Technical Introduction to Bufferbloat

Bufferbloat is the cause of much of the poor performance and human pain experienced using today’s Internet. It can be the cause of a form of congestion collapse of networks, though with slightly different symptoms than that of the 1986 NSFnet collapse. Since discussion of the best terminology for the problem reached no consensus , Jim Gettys invented a term that might best convey the sense of the problem.

Bufferbloat1 is the undesirable latency that comes from the existence of excessively large (bloated) buffers in systems, particularly network communication systems.

In a shared network, “bufferbloat” is a phenomenon whereby buffering of packets causes high latency and jitter, as well as reducing the overall network throughput.

With TCP/IP, during network congestion bufferbloat causes extra delays, limiting the speed of internet connections. Other network protocols are also affected, including UDP-based protocols, partly because they share buffers in the router with TCP/IP connections. This can cause problems by restricting the speed of connections, affecting interactive applications, gaming and VoIP. It has only become apparent in recent years, as more modern network equipment implements larger buffers as memory prices fall.

The problem is that the TCP congestion avoidance algorithm relies on packet drops to determine the bandwidth available. A TCP sender increases the rate at which it sends packets until packets start to drop, then decreases the rate. Ideally it speeds up and slows down until it finds an equilibrium equal to the speed of the link. However, for this to work well, the packet drops must occur in a timely manner, so that the sender can select a suitable rate. If a router on the path has a large buffer capacity, the packets can be queued for a long time waiting until the router can send them across a slow link to the ISP. No packets are dropped, so the TCP sender doesn't receive information that it has exceeded the capacity of the bottleneck link. It doesn't slow down until it has sent so much beyond the capacity of the link that the buffer fills and drops packets. At this point, the sender has far overestimated the speed of the link.

In a network router, packets are often queued before being transmitted. Packets are only dropped if the buffer is full. On older routers, buffers were fairly small so filled quickly and therefore packets began to drop shortly after the link became saturated, so the TCP/IP protocol could adjust. On newer routers buffers have become large enough to hold several megabytes of data, which can be equivalent to 10 sec. or more of data. This means that the TCP/IP protocol can't adjust to the speed correctly, as it appears be able to send for 10 sec without receiving any feedback that packets are being dropped. This creates rapid speedups and slowdowns in transmissions.
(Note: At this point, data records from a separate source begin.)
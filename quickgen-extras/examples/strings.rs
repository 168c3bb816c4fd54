//! Example of composing string generators into a small fixture record.

use quickgen::{Generator, array_of, object};
use quickgen_extras::prelude::*;

#[derive(Debug)]
#[allow(dead_code)]
struct Device {
    id: String,
    name: String,
    serial: String,
    tags: Vec<String>,
}

fn main() {
    let devices = object(
        |id, name, serial, tags| Device {
            id,
            name,
            serial,
            tags,
        },
        (
            uuid(),
            identifier(12),
            concat(vec![
                repeat(2, alpha_upper_char()).boxed(),
                hex_string(6).boxed(),
            ]),
            array_of(identifier(6), 3),
        ),
    );

    for _ in 0..5 {
        println!("{:?}", devices.generate().get());
    }
}
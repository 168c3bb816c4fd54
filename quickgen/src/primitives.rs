//! Primitive generators: constants, failure and numeric ranges.

use std::fmt;
use std::marker::PhantomData;

use num_traits::{Float, NumCast};

use crate::generator::Generator;
use crate::maybe::{Absent, Maybe, Present};
use crate::rng::random;

/// A generator that always produces the same value
#[derive(Debug, Clone)]
pub struct Pure<T> {
    value: Maybe<T>,
}

impl<T: Clone> Pure<T> {
    /// Create a new constant generator
    pub fn new(value: T) -> Self {
        Self {
            value: Present(value),
        }
    }
}

impl<T: Clone> Generator for Pure<T> {
    type Value = T;

    fn generate(&self) -> Maybe<T> {
        self.value.clone()
    }
}

/// A generator that never produces a value
pub struct Never<T> {
    _phantom: PhantomData<fn() -> T>,
}

impl<T> Never<T> {
    pub fn new() -> Self {
        Self {
            _phantom: PhantomData,
        }
    }
}

impl<T> Default for Never<T> {
    fn default() -> Self {
        Self::new()
    }
}

impl<T> Clone for Never<T> {
    fn clone(&self) -> Self {
        *self
    }
}

impl<T> Copy for Never<T> {}

impl<T> fmt::Debug for Never<T> {
    fn fmt(&self, f: &mut fmt::Formatter<'_>) -> fmt::Result {
        f.write_str("Never")
    }
}

impl<T> Generator for Never<T> {
    type Value = T;

    fn generate(&self) -> Maybe<T> {
        Absent
    }
}

/// A generator for real numbers drawn uniformly from `[min, max]`
///
/// The draw is `random() * (max - min) + min`, so a single-point range
/// always yields exactly `min`. An empty range (`max < min`) yields nothing.
#[derive(Debug, Clone, Copy)]
pub struct Choose<T> {
    min: T,
    max: T,
}

impl<T: Float> Choose<T> {
    pub fn new(min: T, max: T) -> Self {
        Self { min, max }
    }
}

impl<T: Float> Generator for Choose<T> {
    type Value = T;

    fn generate(&self) -> Maybe<T> {
        if self.max < self.min {
            return Absent;
        }
        let unit: Maybe<T> = <T as NumCast>::from(random()).into();
        unit.map(|unit| unit * (self.max - self.min) + self.min)
    }
}

/// Create a generator that always produces `value`
pub fn pure<T: Clone>(value: T) -> Pure<T> {
    Pure::new(value)
}

/// Create a generator that never produces a value
pub fn never<T>() -> Never<T> {
    Never::new()
}

/// Create a generator for real numbers in `[min, max]`
///
/// Integral values are obtained by rounding at the call site:
/// `choose(0.0, 120.0).map(f64::floor)`.
pub fn choose<T: Float>(min: T, max: T) -> Choose<T> {
    Choose::new(min, max)
}
//! Source of uniform randomness used by every generator.
//!
//! Generators draw from a thread-local default source through [`random`].
//! Tests substitute a scripted source for the duration of a closure with
//! [`with_random_source`]; the previous source is restored afterwards.

use std::cell::RefCell;

use rand::rngs::StdRng;
use rand::{Rng, RngCore, SeedableRng};

/// Produces uniformly distributed values in `[0, 1)`
pub trait RandomSource {
    fn next_unit(&mut self) -> f64;
}

/// Adapts any `rand` generator into a [`RandomSource`]
#[derive(Debug, Clone)]
pub struct RngSource<R> {
    inner: R,
}

impl<R: RngCore> RngSource<R> {
    /// Create a new source around an RNG
    pub fn new(rng: R) -> Self {
        Self { inner: rng }
    }

    /// Get a mutable reference to the inner RNG
    pub fn inner_mut(&mut self) -> &mut R {
        &mut self.inner
    }
}

impl RngSource<StdRng> {
    /// Source backed by a `StdRng` seeded from the operating system
    pub fn from_entropy() -> Self {
        Self::new(StdRng::from_entropy())
    }
}

impl<R: RngCore> RandomSource for RngSource<R> {
    fn next_unit(&mut self) -> f64 {
        self.inner.r#gen::<f64>()
    }
}

/// Always returns the same value
#[derive(Debug, Clone, Copy)]
pub struct FixedSource(pub f64);

impl RandomSource for FixedSource {
    fn next_unit(&mut self) -> f64 {
        self.0
    }
}

/// Returns scripted values in call order
///
/// Once the script is exhausted the last value is repeated. An empty script
/// yields `0.0`.
#[derive(Debug, Clone)]
pub struct SequenceSource {
    values: Vec<f64>,
    position: usize,
}

impl SequenceSource {
    pub fn new(values: impl Into<Vec<f64>>) -> Self {
        Self {
            values: values.into(),
            position: 0,
        }
    }

    /// Number of values drawn so far
    pub fn calls(&self) -> usize {
        self.position
    }
}

impl RandomSource for SequenceSource {
    fn next_unit(&mut self) -> f64 {
        let value = self
            .values
            .get(self.position)
            .or_else(|| self.values.last())
            .copied()
            .unwrap_or(0.0);
        self.position += 1;
        value
    }
}

thread_local! {
    static SOURCE: RefCell<Box<dyn RandomSource>> =
        RefCell::new(Box::new(RngSource::from_entropy()));
}

/// Draw one uniform value in `[0, 1)` from the current thread's source
pub fn random() -> f64 {
    SOURCE.with(|source| source.borrow_mut().next_unit())
}

/// Run `f` with `source` installed as the current thread's random source
///
/// The previous source is restored when `f` returns or unwinds.
pub fn with_random_source<S, F, R>(source: S, f: F) -> R
where
    S: RandomSource + 'static,
    F: FnOnce() -> R,
{
    tracing::trace!("installing scoped random source");
    let previous = SOURCE.with(|current| current.replace(Box::new(source)));
    let _restore = RestoreSource {
        previous: Some(previous),
    };
    f()
}

struct RestoreSource {
    previous: Option<Box<dyn RandomSource>>,
}

impl Drop for RestoreSource {
    fn drop(&mut self) {
        if let Some(previous) = self.previous.take() {
            let _ = SOURCE.try_with(|current| current.replace(previous));
        }
    }
}

#[cfg(test)]
mod tests {
    use super::*;

    #[test]
    fn test_default_source_in_unit_interval() {
        for _ in 0..1000 {
            let value = random();
            assert!((0.0..1.0).contains(&value));
        }
    }

    #[test]
    fn test_rng_source_with_seed() {
        let mut first = RngSource::new(StdRng::seed_from_u64(12345));
        let mut second = RngSource::new(StdRng::seed_from_u64(12345));

        for _ in 0..10 {
            assert_eq!(first.next_unit(), second.next_unit());
        }
    }

    #[test]
    fn test_sequence_source() {
        let mut source = SequenceSource::new(vec![0.1, 0.2]);
        assert_eq!(source.next_unit(), 0.1);
        assert_eq!(source.next_unit(), 0.2);
        assert_eq!(source.next_unit(), 0.2);
        assert_eq!(source.calls(), 3);

        let mut empty = SequenceSource::new(Vec::new());
        assert_eq!(empty.next_unit(), 0.0);
    }

    #[test]
    fn test_scoped_override_is_restored() {
        let inside = with_random_source(FixedSource(0.25), || (random(), random()));
        assert_eq!(inside, (0.25, 0.25));

        let nested = with_random_source(FixedSource(0.5), || {
            let inner = with_random_source(FixedSource(0.75), random);
            (inner, random())
        });
        assert_eq!(nested, (0.75, 0.5));

        // Back on the entropy source: a fixed value would be an absurd coincidence
        let draws: Vec<f64> = (0..8).map(|_| random()).collect();
        assert!(draws.iter().any(|&v| v != 0.25 && v != 0.5));
    }

    #[test]
    fn test_scoped_override_restored_after_panic() {
        let result = std::panic::catch_unwind(|| {
            with_random_source::<_, _, ()>(FixedSource(0.125), || panic!("boom"));
        });
        assert!(result.is_err());

        let draws: Vec<f64> = (0..8).map(|_| random()).collect();
        assert!(draws.iter().any(|&v| v != 0.125));
    }
}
The problem also affects other protocols. The router's buffer can easily build up several seconds worth of data before packets start to drop. Those packets in the queue block (can be ahead of) interactive applications and cause problems for DNS, ARP, NTP, DHCP, gamers and VoIP. This is even the case with DiffServ, which has multiples buffers (queues). HTTP and VoIP may be buffered independently, but each buffer will still be independently susceptible to bufferbloat.

Systems suffering from bufferbloat will have bad latency under load under some or all circumstances, depending on if and where the bottleneck in the communication’s path exists. Bufferbloat encourages congestion of networks; bufferbloat destroys congestion avoidance in transport protocols such as HTTP, TCP, Bittorrent, etc. Network congestion avoidance algorithms depend upon timely packet drops or ECN; bloated buffers violate this design presumption. Without active queue management, these bloated buffers will fill, and stay full.

More subtlety, poor latency, besides being painful to users, can cause complete failure of applications and/or networks, and extremely aggravated people suffering with them.

Bufferbloat is seldom detected during the design and implementations of systems as engineers are methodical people, seldom if ever test latency under load systematically, and today’s memory is so cheap buffers are often added without thought of the consequences, where it can be hidden in many different parts of network systems.

You see manifestations of bufferbloat today in your operating systems, your home network, your broadband connections, possibly your ISP’s and corporate networks, at busy conference wireless networks, and on 3G networks. You can use the DSLReports Speed Test to measure bufferbloat directly.

Bufferbloat is a mistake we’ve all made together. What's the solution? We have had extremely good results with the CoDel algorithm, and the related fq_codel which reduce bufferbloat by several orders of magnitude.

See also

Footnotes

1 For the English language purists out there, formally, you are correct that “buffer bloat” or “buffer-bloat” would be more appropriate.